Interface Effect Between NiO_x and Perovskite and Their Impact on Solar Cells—A Comparative Study of Sputtered and Nanoparticle NiO_x

In perovskite solar cells with inverted structure, Nickel oxide (NiO_x) has been used as a hole transport layer because of its high chemical stability, excellent energy level alignment with the absorber layer, cost-effectiveness, and ease of fabrication via various deposition methods -spin coating, sputtering, ALD, etc.-. However, NiO_x can react with the perovskite depending on the valency of nickel ions. Reactants acting as a barrier during hole extraction at the NiO_x-perovskite interface were provided by the deprotonation of cationic ammonium and oxidation of iodide species. Despite the importance of this interface, a fundamental understanding of the interface effect in NiO_x and perovskite, especially in terms of device performance, has not been thoroughly explored. In this study, we investigated material properties of two different NiO_x thin films using nanoparticle NiO_x precursor (NP NiO_x) and RF sputtering method (SP NiO_x) and their effect on interface effect with perovskite, device performance, and stability. In order to elucidate the difference between NP NiO_x and SP NiO_x, we investigated the interface of NiO_x/perovskite by XPS, UPS, Raman, and electrical measurements. These NiO_x films significantly differed in the Ni³⁺/Ni²⁺ ratio, consequently affecting their conductivity. Experimental results showed that large and smooth grains are observed in perovskite on top of SP NiO_x. Additionally, the interfacial interaction between NiO_x and perovskite was verified through I-V measurements. The device using SP NiO_x showed a severe current drop, which means there is severe hole depletion between SP NiO_x and perovskite but not in NP NiO_x.
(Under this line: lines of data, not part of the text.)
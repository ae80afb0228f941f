//! Stock on hand plus the adjustments that feed it.
//!
//! The balance table is read-only and computed from every movement type;
//! below it the stock-entry page manages manual adjustments. Every saved or
//! deleted adjustment reloads the balances.

#[cfg(test)]
#[path = "stock_test.rs"]
mod stock_test;

use leptos::prelude::*;
use records::report::StockRow;

use crate::components::data_table::{Column, DataTable};
use crate::components::resource_page::Revision;
use crate::net::api::HttpApi;
use crate::pages::loader::{Load, load_once};
use crate::pages::stock_entries::StockEntriesPage;
use crate::state::reports::{StockReport, load_stock};
use crate::util::format::quantity;
use crate::util::lookup::RefKind;

pub(crate) fn stock_columns() -> Vec<Column<StockRow>> {
    vec![
        Column::new("Item", |r: &StockRow, refs| refs.label(RefKind::Items, r.item_id)),
        Column::new("Location", |r: &StockRow, refs| refs.label(RefKind::Locations, r.location_id)),
        Column::new("Adjusted", |r: &StockRow, _| quantity(r.adjusted)).numeric(),
        Column::new("Received", |r: &StockRow, _| quantity(r.received)).numeric(),
        Column::new("Issued", |r: &StockRow, _| quantity(r.issued)).numeric(),
        Column::new("Returned", |r: &StockRow, _| quantity(r.returned)).numeric(),
        Column::new("On Hand", |r: &StockRow, _| quantity(r.on_hand)).numeric(),
    ]
}

#[component]
pub fn StockPage() -> impl IntoView {
    let report = RwSignal::new(Load::<StockReport>::Pending);
    let revision = Revision::new();
    provide_context(revision);
    // The previous balances stay on screen while a reload is in flight.
    Effect::new(move || {
        revision.track();
        load_once(report, "stock", || async { load_stock(&HttpApi).await });
    });

    let rows = Signal::derive(move || match &*report.read() {
        Load::Ready(r) => r.rows.clone(),
        _ => Vec::new(),
    });
    let refs = Signal::derive(move || match &*report.read() {
        Load::Ready(r) => r.refs.clone(),
        _ => Default::default(),
    });

    view! {
        <section class="page">
            <header class="page__header">
                <h1>"Stock on Hand"</h1>
            </header>
            <Show
                when=move || !matches!(*report.read(), Load::Pending)
                fallback=|| view! { <p class="page__loading">"Loading…"</p> }
            >
                <DataTable rows=rows columns=stock_columns() refs=refs empty_text="No stock movements recorded."/>
            </Show>
        </section>
        <StockEntriesPage/>
    }
}
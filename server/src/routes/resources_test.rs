use super::*;
use axum::body::Body;
use axum::http::header::CONTENT_TYPE;
use records::{Grn, Vendor};

const BOUNDARY: &str = "procura-boundary";

fn multipart_body(parts: &[(&str, Option<&str>, &str)]) -> String {
    let mut body = String::new();
    for (name, filename, content) in parts {
        body.push_str(&format!("--{BOUNDARY}\r\n"));
        match filename {
            Some(f) => body.push_str(&format!(
                "Content-Disposition: form-data; name=\"{name}\"; filename=\"{f}\"\r\nContent-Type: application/pdf\r\n\r\n"
            )),
            None => body.push_str(&format!("Content-Disposition: form-data; name=\"{name}\"\r\n\r\n")),
        }
        body.push_str(content);
        body.push_str("\r\n");
    }
    body.push_str(&format!("--{BOUNDARY}--\r\n"));
    body
}

async fn multipart_from(body: String) -> Multipart {
    let request = Request::builder()
        .method("POST")
        .header(CONTENT_TYPE, format!("multipart/form-data; boundary={BOUNDARY}"))
        .body(Body::from(body))
        .unwrap();
    Multipart::from_request(request, &()).await.unwrap()
}

const GRN_JSON: &str = r#"{"grnNumber":"GRN-1","grnDate":"2024-05-02","purchaseOrderId":1,"locationId":2,"receivedQuantity":10,"acceptedQuantity":9}"#;

// =============================================================================
// is_multipart
// =============================================================================

#[test]
fn is_multipart_detects_form_data_with_boundary() {
    let mut headers = HeaderMap::new();
    headers.insert(CONTENT_TYPE, "multipart/form-data; boundary=x".parse().unwrap());
    assert!(is_multipart(&headers));
}

#[test]
fn is_multipart_is_case_insensitive() {
    let mut headers = HeaderMap::new();
    headers.insert(CONTENT_TYPE, "Multipart/Form-Data; boundary=x".parse().unwrap());
    assert!(is_multipart(&headers));
}

#[test]
fn is_multipart_rejects_json_and_missing_header() {
    let mut headers = HeaderMap::new();
    assert!(!is_multipart(&headers));
    headers.insert(CONTENT_TYPE, "application/json".parse().unwrap());
    assert!(!is_multipart(&headers));
}

// =============================================================================
// parse_payload
// =============================================================================

#[test]
fn parse_payload_decodes_camel_case_record() {
    let vendor: Vendor = parse_payload(r#"{"name":"Acme","gstNumber":"29ABC"}"#).unwrap();
    assert_eq!(vendor.name, "Acme");
    assert_eq!(vendor.gst_number.as_deref(), Some("29ABC"));
    assert_eq!(vendor.id, 0);
}

#[test]
fn parse_payload_reports_unprocessable_on_bad_json() {
    let err = parse_payload::<Vendor>("{not json").unwrap_err();
    assert_eq!(err.status(), StatusCode::UNPROCESSABLE_ENTITY);
    assert!(err.to_string().contains("Vendor"));
}

#[test]
fn parse_payload_reports_unprocessable_on_missing_field() {
    let err = parse_payload::<Vendor>(r#"{"phone":"123"}"#).unwrap_err();
    assert_eq!(err.status(), StatusCode::UNPROCESSABLE_ENTITY);
}

// =============================================================================
// read_multipart
// =============================================================================

#[tokio::test]
async fn read_multipart_collects_payload_and_file() {
    let body = multipart_body(&[("payload", None, GRN_JSON), ("file", Some("challan.pdf"), "%PDF-1.4")]);
    let submission = read_multipart::<Grn>(multipart_from(body).await).await.unwrap();

    assert_eq!(submission.record.grn_number, "GRN-1");
    let file = submission.file.unwrap();
    assert_eq!(file.name, "challan.pdf");
    assert_eq!(&file.bytes[..], b"%PDF-1.4");
}

#[tokio::test]
async fn read_multipart_without_file_part_has_no_upload() {
    let body = multipart_body(&[("payload", None, GRN_JSON)]);
    let submission = read_multipart::<Grn>(multipart_from(body).await).await.unwrap();
    assert!(submission.file.is_none());
}

#[tokio::test]
async fn read_multipart_ignores_empty_file_part() {
    let body = multipart_body(&[("payload", None, GRN_JSON), ("file", Some("empty.pdf"), "")]);
    let submission = read_multipart::<Grn>(multipart_from(body).await).await.unwrap();
    assert!(submission.file.is_none());
}

#[tokio::test]
async fn read_multipart_ignores_unknown_parts() {
    let body = multipart_body(&[("note", None, "hello"), ("payload", None, GRN_JSON)]);
    let submission = read_multipart::<Grn>(multipart_from(body).await).await.unwrap();
    assert!((submission.record.accepted_quantity - 9.0).abs() < f64::EPSILON);
}

#[tokio::test]
async fn read_multipart_without_payload_is_unprocessable() {
    let body = multipart_body(&[("file", Some("challan.pdf"), "%PDF")]);
    let err = read_multipart::<Grn>(multipart_from(body).await).await.err().unwrap();
    assert_eq!(err.status(), StatusCode::UNPROCESSABLE_ENTITY);
}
To further explain the underlying mechanisms, we performed XPS and UPS measurements on NiO_x/perovskite samples with varying perovskite thicknesses. The results revealed notable shifts in the energy levels of Pb 4f and I 3d orbitals in SP NiO_x-based devices, while NP NiO_x-based devices showed no significant shifts. Also, we identified a unique bonding configuration in NP NiO_x films, likely formed during the synthesis process, which may help suppress hole depletion at the interface. As a result, NP NiO_x-based PSCs demonstrated better hole extraction and higher fill factor (FF) compared to SP NiO_x-based devices. This study suggests an insight into the optimization of NiOx-based HTLs for achieving higher-efficiency PSCs, and the origin of the interface effect between NiO_x and perovskite.